Arznee is a small resort about 22 km north of Yerevan along the Hrazdan River. Arznee became a resort town in 1922 but the mineral springs of Arznee were known long before. Winters here are mild and summers, cool. There are three resorts for adults and one for children. The springs of Arznee are about 80 m deep. The waters are taken for gastro-intestinal diseases as well as for the liver, heart, and gynecological problems. There is a domed, small church of the 7th century with unusual, round windows.

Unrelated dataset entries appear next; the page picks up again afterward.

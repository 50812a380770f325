use chrono::NaiveDate;
use serde::Deserialize;
use serde::de::DeserializeOwned;
use serde_json::Value;

use crate::datetime::format_due_date;
use crate::task::{
  Task,
  TaskStatus
};

pub type FormParams =
  Vec<(&'static str, String)>;

/// JSON body every endpoint replies
/// with; the HTTP status code mirrors
/// the inner `status` field.
#[derive(Debug, Clone, Deserialize)]
pub struct Envelope {
  #[serde(default)]
  pub status:  u16,
  #[serde(default)]
  pub message: Option<String>,
  #[serde(default)]
  pub data:    Value
}

#[derive(Debug, Clone, PartialEq)]
pub enum ApiOutcome<T> {
  Ok(T),
  SessionExpired,
  ValidationError(String),
  Other(String)
}

impl ApiOutcome<Value> {
  pub fn decode<R>(
    self
  ) -> ApiOutcome<R>
  where
    R: DeserializeOwned
  {
    match self {
      | Self::Ok(value) => {
        match serde_json::from_value(
          value
        ) {
          | Ok(payload) => {
            ApiOutcome::Ok(payload)
          }
          | Err(error) => {
            ApiOutcome::Other(format!(
              "failed decoding \
               response payload: \
               {error}"
            ))
          }
        }
      }
      | Self::SessionExpired => {
        ApiOutcome::SessionExpired
      }
      | Self::ValidationError(
        message
      ) => {
        ApiOutcome::ValidationError(
          message
        )
      }
      | Self::Other(message) => {
        ApiOutcome::Other(message)
      }
    }
  }
}

/// Classification keys off the HTTP
/// status alone; the envelope's inner
/// `status` field is informational.
#[must_use]
pub fn classify(
  http_status: u16,
  envelope: Option<Envelope>
) -> ApiOutcome<Value> {
  let message = envelope
    .as_ref()
    .and_then(|env| {
      env.message.clone()
    });

  match http_status {
    | 200 => ApiOutcome::Ok(
      envelope
        .map(|env| env.data)
        .unwrap_or(Value::Null)
    ),
    | 401 => {
      ApiOutcome::SessionExpired
    }
    | 422 => {
      ApiOutcome::ValidationError(
        message.unwrap_or_else(|| {
          "Validation failed."
            .to_string()
        })
      )
    }
    | status => ApiOutcome::Other(
      message.unwrap_or_else(|| {
        format!(
          "Request failed (HTTP \
           {status})"
        )
      })
    )
  }
}

#[derive(Debug, Clone, PartialEq)]
pub struct SignInArgs {
  pub user_email:    String,
  pub user_password: String
}

impl SignInArgs {
  #[must_use]
  pub fn form_params(
    &self
  ) -> FormParams {
    vec![
      (
        "user_email",
        self.user_email.clone()
      ),
      (
        "user_password",
        self.user_password.clone()
      ),
    ]
  }
}

#[derive(Debug, Clone, PartialEq)]
pub struct TaskListArgs {
  pub status_filter:
    Option<TaskStatus>,
  pub skip:          u32,
  pub search:        String
}

impl TaskListArgs {
  #[must_use]
  pub fn form_params(
    &self
  ) -> FormParams {
    vec![
      (
        "status_filter",
        self
          .status_filter
          .map(|status| {
            status.code().to_string()
          })
          .unwrap_or_default()
      ),
      ("skip", self.skip.to_string()),
      ("search", self.search.clone()),
    ]
  }
}

#[derive(Debug, Clone, PartialEq)]
pub struct TaskUpsertArgs {
  pub task_id:          Option<i64>,
  pub task_title:       String,
  pub task_description: String,
  pub task_status:      TaskStatus,
  pub task_due_date:
    Option<NaiveDate>
}

impl TaskUpsertArgs {
  /// Identifier presence switches the
  /// endpoint between create and
  /// update.
  #[must_use]
  pub fn form_params(
    &self
  ) -> FormParams {
    let mut params = vec![
      (
        "task_title",
        self.task_title.clone()
      ),
      (
        "task_description",
        self.task_description.clone()
      ),
      (
        "task_status",
        self
          .task_status
          .code()
          .to_string()
      ),
      (
        "task_due_date",
        self
          .task_due_date
          .map(format_due_date)
          .unwrap_or_default()
      ),
    ];
    if let Some(task_id) =
      self.task_id
    {
      params.push((
        "task_id",
        task_id.to_string()
      ));
    }
    params
  }
}

#[derive(Debug, Clone, PartialEq)]
pub struct TaskRemoveArgs {
  pub task_id: i64
}

impl TaskRemoveArgs {
  #[must_use]
  pub fn form_params(
    &self
  ) -> FormParams {
    vec![(
      "task_id",
      self.task_id.to_string()
    )]
  }
}

#[derive(
  Debug, Clone, PartialEq, Deserialize,
)]
pub struct TaskPage {
  #[serde(default)]
  pub task_list:     Vec<Task>,
  #[serde(default)]
  pub total_pages:   u32,
  #[serde(default)]
  pub total_records: u64
}

#[derive(
  Debug, Clone, PartialEq, Deserialize,
)]
pub struct SignInData {
  pub token: String
}

#[cfg(test)]
mod tests {
  use serde_json::json;

  use super::{
    ApiOutcome,
    Envelope,
    SignInData,
    TaskListArgs,
    TaskPage,
    TaskUpsertArgs,
    classify
  };
  use crate::task::TaskStatus;

  fn envelope(
    status: u16,
    message: &str
  ) -> Envelope {
    Envelope {
      status,
      message: Some(
        message.to_string()
      ),
      data: serde_json::Value::Null
    }
  }

  #[test]
  fn unauthorized_is_session_expired()
  {
    let outcome = classify(
      401,
      Some(envelope(
        401,
        "Session expired! Please \
         log in."
      ))
    );
    assert_eq!(
      outcome,
      ApiOutcome::SessionExpired
    );
    assert_eq!(
      classify(401, None),
      ApiOutcome::SessionExpired
    );
  }

  #[test]
  fn validation_carries_the_server_message()
   {
    let outcome = classify(
      422,
      Some(envelope(
        422,
        "Task Title is required."
      ))
    );
    assert_eq!(
      outcome,
      ApiOutcome::ValidationError(
        "Task Title is required."
          .to_string()
      )
    );
  }

  #[test]
  fn success_returns_the_payload() {
    let outcome = classify(
      200,
      Some(Envelope {
        status:  200,
        message: Some(
          "Login Successful."
            .to_string()
        ),
        data:    json!({
          "token": "abc123"
        })
      })
    );
    let decoded = outcome
      .decode::<SignInData>();
    assert_eq!(
      decoded,
      ApiOutcome::Ok(SignInData {
        token: "abc123".to_string()
      })
    );
  }

  #[test]
  fn other_errors_keep_the_server_message()
   {
    assert_eq!(
      classify(
        500,
        Some(envelope(
          500,
          "Task already exists."
        ))
      ),
      ApiOutcome::Other(
        "Task already exists."
          .to_string()
      )
    );
    assert_eq!(
      classify(502, None),
      ApiOutcome::Other(
        "Request failed (HTTP 502)"
          .to_string()
      )
    );
  }

  #[test]
  fn decode_failure_is_surfaced() {
    let outcome = classify(
      200,
      Some(Envelope {
        status:  200,
        message: None,
        data:    json!({
          "unexpected": true
        })
      })
    );
    assert!(matches!(
      outcome.decode::<SignInData>(),
      ApiOutcome::Other(_)
    ));
  }

  #[test]
  fn list_params_follow_the_wire_names()
   {
    let args = TaskListArgs {
      status_filter: Some(
        TaskStatus::Processing
      ),
      skip:          3,
      search:        "report"
        .to_string()
    };
    assert_eq!(
      args.form_params(),
      vec![
        (
          "status_filter",
          "1".to_string()
        ),
        ("skip", "3".to_string()),
        (
          "search",
          "report".to_string()
        ),
      ]
    );

    let unfiltered = TaskListArgs {
      status_filter: None,
      skip:          1,
      search:        String::new()
    };
    assert_eq!(
      unfiltered.form_params()[0],
      (
        "status_filter",
        String::new()
      )
    );
  }

  #[test]
  fn upsert_includes_id_only_for_edits()
   {
    let create = TaskUpsertArgs {
      task_id:          None,
      task_title:       "Weekly \
                         report"
        .to_string(),
      task_description: "Numbers"
        .to_string(),
      task_status:
        TaskStatus::Pending,
      task_due_date:    None
    };
    let params =
      create.form_params();
    assert!(!params.iter().any(
      |(name, _)| *name == "task_id"
    ));
    assert!(params.contains(&(
      "task_due_date",
      String::new()
    )));

    let edit = TaskUpsertArgs {
      task_id: Some(7),
      ..create
    };
    assert!(
      edit.form_params().contains(&(
        "task_id",
        "7".to_string()
      ))
    );
  }

  #[test]
  fn task_page_tolerates_sparse_payloads()
   {
    let page: TaskPage =
      serde_json::from_value(json!({
        "task_list": [],
        "current_page": "1",
        "per_page_records": 10,
        "total_pages": 0,
        "total_records": 0
      }))
      .unwrap();
    assert!(page.task_list.is_empty());
    assert_eq!(page.total_pages, 0);

    let bare: TaskPage =
      serde_json::from_value(
        json!({})
      )
      .unwrap();
    assert_eq!(bare.total_records, 0);
  }
}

Bjnee is a village in the Hrazdan district. There is a bottling factory for "Bjnee" mineral water. The springs were discovered in 1967. The waters are recommended for diseases of the gastro-intestinal tract. The historian Ghazar Parpetsee first mentions the village in the 5th century. In the 11th century, Bjnee was identified as a fortress. In 1072, the Seljuk-Turks conquered Bjnee. Armenian and Georgian troops liberated Bjnee in 1201 and it became the fiefdom of the Zakaryans till the 14th century. In 1386, the Mongols, led by Tamerlane, sacked Bjnee.

The architectural ensemble of Bjnee (6th-13th centuries) A small cruciform 7th century chapel stands atop a rocky crag. The domed church of the Virgin (1301) and, in the distance, a 10th-11th century fortress with remnants of secret passages, a church and other structures are also to be seen. The many 11th-13th century khatchkars are famous masterpieces of this art form.